[Opening Exercise data section]
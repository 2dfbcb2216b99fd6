//! Wire encoding primitives (RFC 4251 Section 5).
//!
//! Decoding goes through [`Reader`], an immutable byte slice plus an explicit
//! read position. `Reader` is `Copy`, so a caller can snapshot a position,
//! attempt a parse, and fall back to the snapshot without re-slicing.
//!
//! Encoding is a set of free functions appending to a `BytesMut`.
//!
//! # Example
//!
//! ```rust
//! use bytes::BytesMut;
//! use tern_proto::ssh::wire::{write_string, write_u32, Reader};
//!
//! let mut buf = BytesMut::new();
//! write_u32(&mut buf, 7);
//! write_string(&mut buf, b"ssh-userauth");
//!
//! let mut reader = Reader::new(&buf);
//! assert_eq!(reader.read_u32().unwrap(), 7);
//! assert_eq!(reader.read_str().unwrap(), "ssh-userauth");
//! assert!(reader.is_empty());
//! ```

use bytes::{BufMut, BytesMut};
use num_bigint::BigUint;
use tern_platform::{TernError, TernResult};

/// Cursor over an immutable byte slice.
#[derive(Debug, Clone, Copy)]
pub struct Reader<'a> {
    data: &'a [u8],
    pos: usize,
}

impl<'a> Reader<'a> {
    /// Creates a reader positioned at the start of `data`.
    pub fn new(data: &'a [u8]) -> Self {
        Self { data, pos: 0 }
    }

    /// Current read position.
    pub fn position(&self) -> usize {
        self.pos
    }

    /// Number of unread bytes.
    pub fn remaining(&self) -> usize {
        self.data.len() - self.pos
    }

    /// Returns true if every byte has been consumed.
    pub fn is_empty(&self) -> bool {
        self.remaining() == 0
    }

    /// Unread bytes, without consuming them.
    pub fn rest(&self) -> &'a [u8] {
        &self.data[self.pos..]
    }

    /// Consumes exactly `len` bytes.
    pub fn read_bytes(&mut self, len: usize) -> TernResult<&'a [u8]> {
        if self.remaining() < len {
            return Err(TernError::Protocol(format!(
                "Truncated data: need {} bytes at offset {}, have {}",
                len,
                self.pos,
                self.remaining()
            )));
        }
        let out = &self.data[self.pos..self.pos + len];
        self.pos += len;
        Ok(out)
    }

    /// Consumes every remaining byte.
    pub fn read_rest(&mut self) -> &'a [u8] {
        let out = self.rest();
        self.pos = self.data.len();
        out
    }

    /// Reads a single byte.
    pub fn read_u8(&mut self) -> TernResult<u8> {
        Ok(self.read_bytes(1)?[0])
    }

    /// Reads an SSH boolean (any non-zero byte is true).
    pub fn read_bool(&mut self) -> TernResult<bool> {
        Ok(self.read_u8()? != 0)
    }

    /// Reads a big-endian u32.
    pub fn read_u32(&mut self) -> TernResult<u32> {
        let b = self.read_bytes(4)?;
        Ok(u32::from_be_bytes([b[0], b[1], b[2], b[3]]))
    }

    /// Reads a big-endian u64.
    pub fn read_u64(&mut self) -> TernResult<u64> {
        let b = self.read_bytes(8)?;
        let mut arr = [0u8; 8];
        arr.copy_from_slice(b);
        Ok(u64::from_be_bytes(arr))
    }

    /// Reads a length-prefixed byte string.
    pub fn read_string(&mut self) -> TernResult<&'a [u8]> {
        let len = self.read_u32()? as usize;
        self.read_bytes(len)
    }

    /// Reads a length-prefixed UTF-8 string.
    pub fn read_str(&mut self) -> TernResult<&'a str> {
        let raw = self.read_string()?;
        std::str::from_utf8(raw)
            .map_err(|e| TernError::Protocol(format!("Invalid UTF-8 in string: {}", e)))
    }

    /// Reads a length-prefixed string, replacing invalid UTF-8.
    ///
    /// Used for human readable text (banners, SFTP messages, file names)
    /// where servers are not always careful about encodings.
    pub fn read_lossy(&mut self) -> TernResult<String> {
        Ok(String::from_utf8_lossy(self.read_string()?).into_owned())
    }

    /// Reads a comma separated name-list.
    pub fn read_name_list(&mut self) -> TernResult<Vec<String>> {
        let raw = self.read_str()?;
        if raw.is_empty() {
            return Ok(Vec::new());
        }
        Ok(raw.split(',').map(str::to_string).collect())
    }

    /// Reads an mpint and returns its magnitude bytes (leading zero stripped).
    pub fn read_mpint(&mut self) -> TernResult<&'a [u8]> {
        let raw = self.read_string()?;
        if let Some(&first) = raw.first() {
            if first & 0x80 != 0 {
                return Err(TernError::Protocol(
                    "Negative mpint where a positive value is required".to_string(),
                ));
            }
        }
        let start = raw.iter().position(|&b| b != 0).unwrap_or(raw.len());
        Ok(&raw[start..])
    }

    /// Reads an mpint as an unsigned big integer.
    pub fn read_biguint(&mut self) -> TernResult<BigUint> {
        Ok(BigUint::from_bytes_be(self.read_mpint()?))
    }
}

/// Appends a single byte.
pub fn write_u8(buf: &mut BytesMut, value: u8) {
    buf.put_u8(value);
}

/// Appends an SSH boolean.
pub fn write_bool(buf: &mut BytesMut, value: bool) {
    buf.put_u8(u8::from(value));
}

/// Appends a big-endian u32.
pub fn write_u32(buf: &mut BytesMut, value: u32) {
    buf.put_u32(value);
}

/// Appends a big-endian u64.
pub fn write_u64(buf: &mut BytesMut, value: u64) {
    buf.put_u64(value);
}

/// Appends a length-prefixed byte string.
pub fn write_string(buf: &mut BytesMut, data: &[u8]) {
    buf.put_u32(data.len() as u32);
    buf.put_slice(data);
}

/// Appends a length-prefixed UTF-8 string.
pub fn write_str(buf: &mut BytesMut, s: &str) {
    write_string(buf, s.as_bytes());
}

/// Appends a comma separated name-list.
pub fn write_name_list<S: AsRef<str>>(buf: &mut BytesMut, names: &[S]) {
    let joined = names
        .iter()
        .map(|n| n.as_ref())
        .collect::<Vec<_>>()
        .join(",");
    write_str(buf, &joined);
}

/// Appends an mpint from unsigned big-endian magnitude bytes.
pub fn write_mpint(buf: &mut BytesMut, magnitude: &[u8]) {
    buf.put_slice(&encode_mpint(magnitude));
}

/// Appends an mpint from a big integer.
pub fn write_biguint(buf: &mut BytesMut, value: &BigUint) {
    if value.bits() == 0 {
        write_mpint(buf, &[]);
    } else {
        write_mpint(buf, &value.to_bytes_be());
    }
}

/// Encodes unsigned big-endian magnitude bytes as a complete mpint field.
///
/// Leading zeros are stripped, a zero byte is prepended when the high bit
/// is set, and zero encodes as an empty string.
pub fn encode_mpint(magnitude: &[u8]) -> Vec<u8> {
    let start = magnitude
        .iter()
        .position(|&b| b != 0)
        .unwrap_or(magnitude.len());
    let value = &magnitude[start..];

    let pad = value.first().map_or(false, |&b| b & 0x80 != 0);
    let len = value.len() + usize::from(pad);

    let mut out = Vec::with_capacity(4 + len);
    out.extend_from_slice(&(len as u32).to_be_bytes());
    if pad {
        out.push(0);
    }
    out.extend_from_slice(value);
    out
}

#[cfg(test)]
mod tests {
    use super::*;

    #[test]
    fn test_reader_primitives() {
        let mut buf = BytesMut::new();
        write_u8(&mut buf, 9);
        write_bool(&mut buf, true);
        write_u32(&mut buf, 0xDEAD_BEEF);
        write_u64(&mut buf, 1 << 40);
        write_str(&mut buf, "hello");

        let mut r = Reader::new(&buf);
        assert_eq!(r.read_u8().unwrap(), 9);
        assert!(r.read_bool().unwrap());
        assert_eq!(r.read_u32().unwrap(), 0xDEAD_BEEF);
        assert_eq!(r.read_u64().unwrap(), 1 << 40);
        assert_eq!(r.read_str().unwrap(), "hello");
        assert!(r.is_empty());
    }

    #[test]
    fn test_truncated_string_is_rejected() {
        let data = [0, 0, 0, 10, b'a', b'b'];
        let mut r = Reader::new(&data);
        let err = r.read_string().unwrap_err();
        assert!(matches!(err, TernError::Protocol(_)));
    }

    #[test]
    fn test_snapshot_restores_position() {
        let data = [0, 0, 0, 1, 0, 0, 0, 2];
        let mut r = Reader::new(&data);
        let snapshot = r;
        assert_eq!(r.read_u32().unwrap(), 1);
        r = snapshot;
        assert_eq!(r.position(), 0);
        assert_eq!(r.read_u32().unwrap(), 1);
        assert_eq!(r.read_u32().unwrap(), 2);
    }

    #[test]
    fn test_name_list() {
        let mut buf = BytesMut::new();
        write_name_list(&mut buf, &["aes128-ctr", "aes256-ctr"]);
        write_name_list::<&str>(&mut buf, &[]);

        let mut r = Reader::new(&buf);
        assert_eq!(r.read_name_list().unwrap(), vec!["aes128-ctr", "aes256-ctr"]);
        assert!(r.read_name_list().unwrap().is_empty());
    }

    #[test]
    fn test_mpint_encoding() {
        // RFC 4251 Section 5 examples
        assert_eq!(encode_mpint(&[]), vec![0, 0, 0, 0]);
        assert_eq!(encode_mpint(&[0, 0]), vec![0, 0, 0, 0]);
        assert_eq!(encode_mpint(&[0x80]), vec![0, 0, 0, 2, 0x00, 0x80]);
        assert_eq!(
            encode_mpint(&[0x09, 0xa3, 0x78, 0xf9, 0xb2, 0xe3, 0x32, 0xa7]),
            vec![0, 0, 0, 8, 0x09, 0xa3, 0x78, 0xf9, 0xb2, 0xe3, 0x32, 0xa7]
        );
    }

    #[test]
    fn test_mpint_read_strips_sign_byte() {
        let encoded = encode_mpint(&[0xff, 0x01]);
        let mut r = Reader::new(&encoded);
        assert_eq!(r.read_mpint().unwrap(), &[0xff, 0x01]);

        let negative = [0, 0, 0, 1, 0x80];
        let mut r = Reader::new(&negative);
        assert!(r.read_mpint().is_err());
    }

    #[test]
    fn test_biguint_round() {
        let value = BigUint::from(0x1_0000_0001u64);
        let mut buf = BytesMut::new();
        write_biguint(&mut buf, &value);
        write_biguint(&mut buf, &BigUint::from(0u32));
        let mut r = Reader::new(&buf);
        assert_eq!(r.read_biguint().unwrap(), value);
        assert_eq!(r.read_biguint().unwrap(), BigUint::from(0u32));
    }
}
[Closing Exercise data section]
To do -> With the line that has "return Ok(Vec::new());" as the first and the line that has "pub fn read_biguint(&mut" as the last, repeat exactly that run of lines above and no more.

The answer ->
            return Ok(Vec::new());
        }
        Ok(raw.split(',').map(str::to_string).collect())
    }

    /// Reads an mpint and returns its magnitude bytes (leading zero stripped).
    pub fn read_mpint(&mut self) -> TernResult<&'a [u8]> {
        let raw = self.read_string()?;
        if let Some(&first) = raw.first() {
            if first & 0x80 != 0 {
                return Err(TernError::Protocol(
                    "Negative mpint where a positive value is required".to_string(),
                ));
            }
        }
        let start = raw.iter().position(|&b| b != 0).unwrap_or(raw.len());
        Ok(&raw[start..])
    }

    /// Reads an mpint as an unsigned big integer.
    pub fn read_biguint(&mut self) -> TernResult<BigUint> {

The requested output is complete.